Since we expected resolving atelectasis and pneumonia to improve oxygenation initially, we implemented other interventions, including bronchoscopy, tracheostomy, and antibiotic therapy. These approaches eventually led to delays in applying APRV, so the duration of ventilator management and length of hospital stay could have been reduced even more by the earlier switch to APRV mode.

Other approaches, such as prone position and high PEEP to improve oxygenation [15], would be considered. However, we thought prone positioning, a well-documented strategy for improving V/Q mismatch, might be associated with risks related to pressure sores, high intra-abdominal pressure and vascular access and bloodstream infection [15, 16], so we postponed this method initially. We employed lung recruitment maneuvers and adjusted PEEP levels cautiously, balancing the need for alveolar recruitment with the risk of barotrauma and hemodynamic instability, particularly in a patient with high intra-abdominal pressure owing to obesity. The initial conservative PEEP settings were part of our strategy to avoid potential complications while assessing the patient’s response to standard ventilatory settings.

The decision to eventually implement APRV could be a relatively secure approach to respiratory failure owing to the morbidly obese patient. This mode seemed to contribute to achieving both recruitment and appropriate oxygenation without the risks associated with high PEEP settings and without the complexities of managing prone positioning in a morbidly obese patient.

After the switch to APRV mode, the patient was managed in a sitting position with light sedation, and active respiratory rehabilitation was possible.

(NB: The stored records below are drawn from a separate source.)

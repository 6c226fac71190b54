//! Category Store
//!
//! カテゴリ定義のランタイムストア。
//! ビルトインと`config.toml`の設定をマージして保持。

use std::collections::HashMap;

use serde::{Deserialize, Serialize};

use super::builtin::{CategoryDef, BUILTIN_CATEGORIES, DEFAULT_CATEGORY_PRIORITY};

/// `MoveToCategory`の解決に使うカテゴリ参照
///
/// ルールエンジンはこのトレイト越しにカテゴリを読むだけで、保存はしない。
pub trait CategoryLookup {
    /// 拡張子から所属カテゴリを取得
    fn category_for_extension(&self, ext: &str) -> Option<&CategoryDef>;
    /// IDからカテゴリを取得
    fn category_by_id(&self, id: &str) -> Option<&CategoryDef>;
}

/// カテゴリ定義のランタイムストア
#[derive(Debug, Clone)]
pub struct CategoryStore {
    categories: HashMap<String, CategoryDef>,
}

impl CategoryStore {
    /// ビルトインカテゴリのみで初期化
    pub fn builtin() -> Self {
        let categories = BUILTIN_CATEGORIES
            .iter()
            .map(|b| (b.id.to_string(), CategoryDef::from(b)))
            .collect();
        Self { categories }
    }

    /// 空のストア（テスト・ビルトイン無効化用）
    pub fn empty() -> Self {
        Self {
            categories: HashMap::new(),
        }
    }

    /// 設定でオーバーライド
    ///
    /// - 同IDカテゴリは上書き（未指定の項目はビルトイン値を維持）
    /// - 新規カテゴリは追加
    pub fn with_config(mut self, config: &CategoriesConfig) -> Self {
        for (id, entry) in &config.categories {
            let existing = self.categories.remove(id);
            let def = CategoryDef {
                id: id.clone(),
                name: entry
                    .name
                    .clone()
                    .or_else(|| existing.as_ref().map(|e| e.name.clone()))
                    .unwrap_or_else(|| id.clone()),
                extensions: entry
                    .extensions
                    .clone()
                    .or_else(|| existing.as_ref().map(|e| e.extensions.clone()))
                    .unwrap_or_default(),
                destination: entry
                    .destination
                    .clone()
                    .or_else(|| existing.as_ref().map(|e| e.destination.clone()))
                    .unwrap_or_else(|| id.clone()),
                icon: entry
                    .icon
                    .clone()
                    .or_else(|| existing.as_ref().map(|e| e.icon.clone()))
                    .unwrap_or_default(),
                priority: entry
                    .priority
                    .or_else(|| existing.as_ref().map(|e| e.priority))
                    .unwrap_or(DEFAULT_CATEGORY_PRIORITY),
            };
            self.categories.insert(id.clone(), def);
        }
        self
    }

    /// カテゴリ定義を取得
    pub fn get(&self, id: &str) -> Option<&CategoryDef> {
        self.categories.get(id)
    }

    /// 全カテゴリを取得（priority降順、同順位はID順）
    pub fn all(&self) -> Vec<&CategoryDef> {
        let mut categories: Vec<_> = self.categories.values().collect();
        categories.sort_by(|a, b| b.priority.cmp(&a.priority).then_with(|| a.id.cmp(&b.id)));
        categories
    }

    /// カテゴリID一覧
    pub fn ids(&self) -> Vec<&str> {
        self.categories.keys().map(|s| s.as_str()).collect()
    }
}

impl Default for CategoryStore {
    fn default() -> Self {
        Self::builtin()
    }
}

impl CategoryLookup for CategoryStore {
    fn category_for_extension(&self, ext: &str) -> Option<&CategoryDef> {
        if ext.is_empty() {
            return None;
        }
        self.all().into_iter().find(|c| c.contains_extension(ext))
    }

    fn category_by_id(&self, id: &str) -> Option<&CategoryDef> {
        self.get(id)
    }
}

/// `config.toml`のcategoriesセクション
#[derive(Debug, Clone, Default, Serialize, Deserialize)]
pub struct CategoriesConfig {
    #[serde(flatten)]
    pub categories: HashMap<String, CategoryConfigEntry>,
}

/// 個別カテゴリの設定エントリ
#[derive(Debug, Clone, Default, Serialize, Deserialize)]
pub struct CategoryConfigEntry {
    /// 表示名
    #[serde(default)]
    pub name: Option<String>,
    /// 拡張子
    #[serde(default)]
    pub extensions: Option<Vec<String>>,
    /// 移動先フォルダ
    #[serde(default)]
    pub destination: Option<String>,
    /// アイコン名
    #[serde(default)]
    pub icon: Option<String>,
    /// 優先度（オプション）
    #[serde(default)]
    pub priority: Option<i32>,
}
//! Filesystem collaborator.
//!
//! The executor and undo manager perform every mutation through
//! [`FileSystem`], so tests can swap the recoverable trash for a staging
//! directory while keeping real file operations.

use std::fs;
use std::path::{Path, PathBuf};

use walkdir::WalkDir;

use crate::error::{Result, SortError};

/// The only I/O boundary the rule engine uses.
pub trait FileSystem {
    fn exists(&self, path: &Path) -> bool;

    fn is_dir(&self, path: &Path) -> bool;

    /// Create a single directory level. The parent must already exist.
    fn create_dir(&self, path: &Path) -> Result<()>;

    /// Move a file. `to` must not exist.
    fn move_file(&self, from: &Path, to: &Path) -> Result<()>;

    /// Copy a file. `to` must not exist.
    fn copy_file(&self, from: &Path, to: &Path) -> Result<()>;

    /// Send a file to the recoverable trash.
    fn trash(&self, path: &Path) -> Result<()>;

    fn remove_file(&self, path: &Path) -> Result<()>;

    /// Remove an empty directory.
    fn remove_dir(&self, path: &Path) -> Result<()>;

    fn is_dir_empty(&self, path: &Path) -> Result<bool>;

    /// Regular files under `dir`, sorted by path.
    fn list_files(&self, dir: &Path, recursive: bool) -> Result<Vec<PathBuf>>;

    fn metadata(&self, path: &Path) -> Result<fs::Metadata>;
}

/// [`FileSystem`] backed by the local disk and the platform trash.
#[derive(Debug, Clone, Copy, Default)]
pub struct LocalFs;

impl FileSystem for LocalFs {
    fn exists(&self, path: &Path) -> bool {
        path.symlink_metadata().is_ok()
    }

    fn is_dir(&self, path: &Path) -> bool {
        path.is_dir()
    }

    fn create_dir(&self, path: &Path) -> Result<()> {
        fs::create_dir(path)?;
        Ok(())
    }

    fn move_file(&self, from: &Path, to: &Path) -> Result<()> {
        if !self.exists(from) {
            return Err(SortError::SourceMissing {
                path: from.to_path_buf(),
            });
        }
        if self.exists(to) {
            return Err(std::io::Error::new(
                std::io::ErrorKind::AlreadyExists,
                format!("Destination already exists: {}", to.display()),
            )
            .into());
        }

        // Try rename first (same filesystem), fall back to copy+delete
        if fs::rename(from, to).is_err() {
            fs::copy(from, to)?;
            fs::remove_file(from)?;
        }
        Ok(())
    }

    fn copy_file(&self, from: &Path, to: &Path) -> Result<()> {
        if !self.exists(from) {
            return Err(SortError::SourceMissing {
                path: from.to_path_buf(),
            });
        }
        if self.exists(to) {
            return Err(std::io::Error::new(
                std::io::ErrorKind::AlreadyExists,
                format!("Destination already exists: {}", to.display()),
            )
            .into());
        }
        fs::copy(from, to)?;
        Ok(())
    }

    fn trash(&self, path: &Path) -> Result<()> {
        if !self.exists(path) {
            return Err(SortError::SourceMissing {
                path: path.to_path_buf(),
            });
        }
        trash::delete(path).map_err(|e| SortError::Trash {
            path: path.to_path_buf(),
            message: e.to_string(),
        })
    }

    fn remove_file(&self, path: &Path) -> Result<()> {
        fs::remove_file(path)?;
        Ok(())
    }

    fn remove_dir(&self, path: &Path) -> Result<()> {
        fs::remove_dir(path)?;
        Ok(())
    }

    fn is_dir_empty(&self, path: &Path) -> Result<bool> {
        Ok(fs::read_dir(path)?.next().is_none())
    }

    fn list_files(&self, dir: &Path, recursive: bool) -> Result<Vec<PathBuf>> {
        if !dir.is_dir() {
            return Err(SortError::DirectoryNotFound {
                path: dir.to_path_buf(),
            });
        }

        let max_depth = if recursive { usize::MAX } else { 1 };
        let mut files: Vec<PathBuf> = WalkDir::new(dir)
            .min_depth(1)
            .max_depth(max_depth)
            .into_iter()
            .filter_map(|e| e.ok())
            .filter(|e| e.file_type().is_file())
            .map(|e| e.into_path())
            .collect();
        files.sort();
        Ok(files)
    }

    fn metadata(&self, path: &Path) -> Result<fs::Metadata> {
        fs::metadata(path).map_err(|e| {
            if e.kind() == std::io::ErrorKind::NotFound {
                SortError::SourceMissing {
                    path: path.to_path_buf(),
                }
            } else {
                e.into()
            }
        })
    }
}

Furthermore, other multidisciplinary treatments, including weight loss by nutritional management, were considered to have prevented the recurrence of respiratory failure even after APRV mode was ended. In this sense, APRV should be viewed as a therapeutic approach for patients with morbidly obesity-related respiratory failure from an early stage in critical care.

Conclusion

We experienced a case in which oxygenation was markedly improved after ventilator management with APRV in a patient with morbid obesity and left diaphragmatic nerve palsy. While a multidisciplinary approach is essential for managing severe respiratory conditions in morbidly obese patients, APRV management may contribute directly to improving oxygenation in morbid obesity with respiratory failure and should be recognized as one of the therapeutic measures from the early stage of critical care.